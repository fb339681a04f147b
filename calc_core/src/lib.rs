//! # calc_core - Engineering Calculation Engine
//!
//! `calc_core` is a set of small, independent engineering calculators: beam
//! bending, bolted joints, NEC wire sizing, and a few simpler formulas
//! (circle geometry, a scaling demo, trapdoor springs, acoustics).
//!
//! ## Design Philosophy
//!
//! - **Stateless**: Pure functions that take input and return results
//! - **JSON-First**: All inputs and results implement Serialize/Deserialize
//! - **Explained**: Every result field carries a `subst_<field>` string
//!   showing the formula with the numbers substituted
//! - **Fail-Fast**: Inputs are validated before anything is computed
//!
//! ## Quick Start
//!
//! ```rust
//! use calc_core::calculations::{calculate_circle_basics, CalculationItem};
//!
//! let circle = calculate_circle_basics(10.0).unwrap();
//! println!("{}", circle.substitutions.get("area_mm2").unwrap());
//!
//! // Or dispatch from JSON
//! let item: CalculationItem = serde_json::from_str(
//!     r#"{ "type": "SettingsDemo", "base_value": 10.0, "scale_factor": 2.0, "reference_value": 5.0 }"#,
//! ).unwrap();
//! let fields = item.evaluate().unwrap().to_field_map().unwrap();
//! assert_eq!(fields["percent_of_reference"], 400.0);
//! ```
//!
//! ## Modules
//!
//! - [`calculations`] - All calculators and the [`CalculationItem`] dispatcher
//! - [`sections`] - Cross-section shapes and their properties
//! - [`materials`] - Material library, bolt data and NEC conductor tables
//! - [`equations`] - Formula functions and the equation registry
//! - [`substitution`] - Substituted-equation display strings
//! - [`errors`] - Structured error type

pub mod calculations;
pub mod equations;
pub mod errors;
pub mod materials;
pub mod sections;
pub mod substitution;

// Re-export commonly used types at crate root for convenience
pub use calculations::{CalculationItem, CalculationOutput};
pub use errors::{CalcError, CalcResult};
pub use materials::{Material, MaterialGrade};
pub use sections::{CrossSection, SectionProperties};
pub use substitution::Substitutions;
//! Structural Material Library
//!
//! Reference values for common structural metals and timber.
//!
//! - Steels and aluminum: allowable bending stress 0.6·Fy (ASD basis).
//! - Timber: allowable = characteristic bending strength × k_mod / γ_M
//!   with k_mod = 0.8, γ_M = 1.3 (EN 1995-1-1, medium-term, service class 1).
//!
//! The name index used by [`MaterialGrade::from_str_flexible`] is built once
//! on first use and is read-only afterwards.

use std::collections::HashMap;

use once_cell::sync::Lazy;
use serde::{Deserialize, Serialize};

use crate::errors::{CalcError, CalcResult};

/// Library material grades
#[derive(Debug, Clone, Copy, PartialEq, Eq, Hash, Serialize, Deserialize)]
pub enum MaterialGrade {
    /// ASTM A36 carbon steel
    #[serde(rename = "A36")]
    A36,
    /// ASTM A992 wide-flange steel
    #[serde(rename = "A992")]
    A992,
    /// EN 10025 S275
    #[serde(rename = "S275")]
    S275,
    /// EN 10025 S355
    #[serde(rename = "S355")]
    S355,
    /// Austenitic stainless 304
    #[serde(rename = "SS304")]
    Stainless304,
    /// Aluminum 6061-T6
    #[serde(rename = "6061-T6")]
    Aluminum6061T6,
    /// Aluminum 6063-T5
    #[serde(rename = "6063-T5")]
    Aluminum6063T5,
    /// Titanium Grade 5
    #[serde(rename = "Ti-6Al-4V")]
    Ti6Al4V,
    /// EN 338 C24 softwood
    #[serde(rename = "C24")]
    TimberC24,
    /// EN 14080 GL24h glulam
    #[serde(rename = "GL24h")]
    GlulamGL24h,
}

/// Reference properties for one grade.
#[derive(Debug, Clone, Copy, PartialEq, Serialize, Deserialize)]
pub struct MaterialProperties {
    /// Modulus of elasticity E (GPa)
    pub e_gpa: f64,
    /// Yield (metals) or characteristic bending (timber) strength (MPa)
    pub yield_strength_mpa: f64,
    /// Allowable bending stress (MPa)
    pub allowable_stress_mpa: f64,
}

impl MaterialGrade {
    /// All grades, in display order
    pub const ALL: [MaterialGrade; 10] = [
        MaterialGrade::A36,
        MaterialGrade::A992,
        MaterialGrade::S275,
        MaterialGrade::S355,
        MaterialGrade::Stainless304,
        MaterialGrade::Aluminum6061T6,
        MaterialGrade::Aluminum6063T5,
        MaterialGrade::Ti6Al4V,
        MaterialGrade::TimberC24,
        MaterialGrade::GlulamGL24h,
    ];

    /// Short code (matches the serialized name)
    pub fn code(&self) -> &'static str {
        match self {
            MaterialGrade::A36 => "A36",
            MaterialGrade::A992 => "A992",
            MaterialGrade::S275 => "S275",
            MaterialGrade::S355 => "S355",
            MaterialGrade::Stainless304 => "SS304",
            MaterialGrade::Aluminum6061T6 => "6061-T6",
            MaterialGrade::Aluminum6063T5 => "6063-T5",
            MaterialGrade::Ti6Al4V => "Ti-6Al-4V",
            MaterialGrade::TimberC24 => "C24",
            MaterialGrade::GlulamGL24h => "GL24h",
        }
    }

    /// Get display name
    pub fn display_name(&self) -> &'static str {
        match self {
            MaterialGrade::A36 => "ASTM A36 Steel",
            MaterialGrade::A992 => "ASTM A992 Steel",
            MaterialGrade::S275 => "S275 Structural Steel",
            MaterialGrade::S355 => "S355 Structural Steel",
            MaterialGrade::Stainless304 => "Stainless Steel 304",
            MaterialGrade::Aluminum6061T6 => "Aluminum 6061-T6",
            MaterialGrade::Aluminum6063T5 => "Aluminum 6063-T5",
            MaterialGrade::Ti6Al4V => "Titanium Ti-6Al-4V",
            MaterialGrade::TimberC24 => "Softwood C24",
            MaterialGrade::GlulamGL24h => "Glulam GL24h",
        }
    }

    /// Reference properties for this grade
    pub fn properties(&self) -> MaterialProperties {
        let (e_gpa, yield_strength_mpa, allowable_stress_mpa) = match self {
            MaterialGrade::A36 => (200.0, 250.0, 150.0),
            MaterialGrade::A992 => (200.0, 345.0, 207.0),
            MaterialGrade::S275 => (210.0, 275.0, 165.0),
            MaterialGrade::S355 => (210.0, 355.0, 213.0),
            MaterialGrade::Stainless304 => (193.0, 215.0, 129.0),
            MaterialGrade::Aluminum6061T6 => (68.9, 276.0, 165.6),
            MaterialGrade::Aluminum6063T5 => (68.9, 145.0, 87.0),
            MaterialGrade::Ti6Al4V => (113.8, 880.0, 528.0),
            MaterialGrade::TimberC24 => (11.0, 24.0, 14.77),
            MaterialGrade::GlulamGL24h => (11.5, 24.0, 14.77),
        };
        MaterialProperties {
            e_gpa,
            yield_strength_mpa,
            allowable_stress_mpa,
        }
    }

    /// Parse from a code or display name, case-insensitively
    /// ("a36", "S355", "6061-t6", "Aluminum 6061-T6", ...).
    pub fn from_str_flexible(s: &str) -> CalcResult<Self> {
        GRADE_INDEX
            .get(&normalize(s))
            .copied()
            .ok_or_else(|| {
                let codes: Vec<&str> = MaterialGrade::ALL.iter().map(|g| g.code()).collect();
                CalcError::unknown_option("material", s, &codes)
            })
    }
}

impl std::fmt::Display for MaterialGrade {
    fn fmt(&self, f: &mut std::fmt::Formatter<'_>) -> std::fmt::Result {
        write!(f, "{}", self.display_name())
    }
}

fn normalize(s: &str) -> String {
    s.trim().to_uppercase().replace([' ', '_'], "-")
}

static GRADE_INDEX: Lazy<HashMap<String, MaterialGrade>> = Lazy::new(|| {
    let mut index = HashMap::new();
    for grade in MaterialGrade::ALL {
        index.insert(normalize(grade.code()), grade);
        index.insert(normalize(grade.display_name()), grade);
    }
    // Common aliases
    index.insert(normalize("304"), MaterialGrade::Stainless304);
    index.insert(normalize("6061"), MaterialGrade::Aluminum6061T6);
    index.insert(normalize("6063"), MaterialGrade::Aluminum6063T5);
    index.insert(normalize("Grade 5"), MaterialGrade::Ti6Al4V);
    index
});

#[cfg(test)]
mod tests {
    use super::*;

    #[test]
    fn test_lookup_by_code_and_name() {
        assert_eq!(MaterialGrade::from_str_flexible("a36").unwrap(), MaterialGrade::A36);
        assert_eq!(
            MaterialGrade::from_str_flexible("Aluminum 6061-T6").unwrap(),
            MaterialGrade::Aluminum6061T6
        );
        assert_eq!(MaterialGrade::from_str_flexible(" gl24h ").unwrap(), MaterialGrade::GlulamGL24h);
        assert_eq!(MaterialGrade::from_str_flexible("304").unwrap(), MaterialGrade::Stainless304);
    }

    #[test]
    fn test_unknown_grade() {
        let err = MaterialGrade::from_str_flexible("unobtainium").unwrap_err();
        assert_eq!(err.field(), "material");
        assert!(err.reason().contains("S355"));
    }

    #[test]
    fn test_every_grade_round_trips_through_index() {
        for grade in MaterialGrade::ALL {
            assert_eq!(MaterialGrade::from_str_flexible(grade.code()).unwrap(), grade);
            let props = grade.properties();
            assert!(props.e_gpa > 0.0);
            assert!(props.allowable_stress_mpa > 0.0);
            assert!(props.allowable_stress_mpa < props.yield_strength_mpa);
        }
    }

    #[test]
    fn test_serde_codes_match_code() {
        for grade in MaterialGrade::ALL {
            let json = serde_json::to_string(&grade).unwrap();
            assert_eq!(json, format!("\"{}\"", grade.code()));
        }
    }

    #[test]
    fn test_steel_allowable_is_sixty_percent_of_yield() {
        let props = MaterialGrade::A36.properties();
        assert!((props.allowable_stress_mpa - 0.6 * props.yield_strength_mpa).abs() < 1e-9);
    }
}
● ● ● ●
--- Your objective ---
When a line in the material above includes the word "normalize", copy that line.

--- Your response ---
            .get(&normalize(s))
fn normalize(s: &str) -> String {
        index.insert(normalize(grade.code()), grade);
        index.insert(normalize(grade.display_name()), grade);
    index.insert(normalize("304"), MaterialGrade::Stainless304);
    index.insert(normalize("6061"), MaterialGrade::Aluminum6061T6);
    index.insert(normalize("6063"), MaterialGrade::Aluminum6063T5);
    index.insert(normalize("Grade 5"), MaterialGrade::Ti6Al4V);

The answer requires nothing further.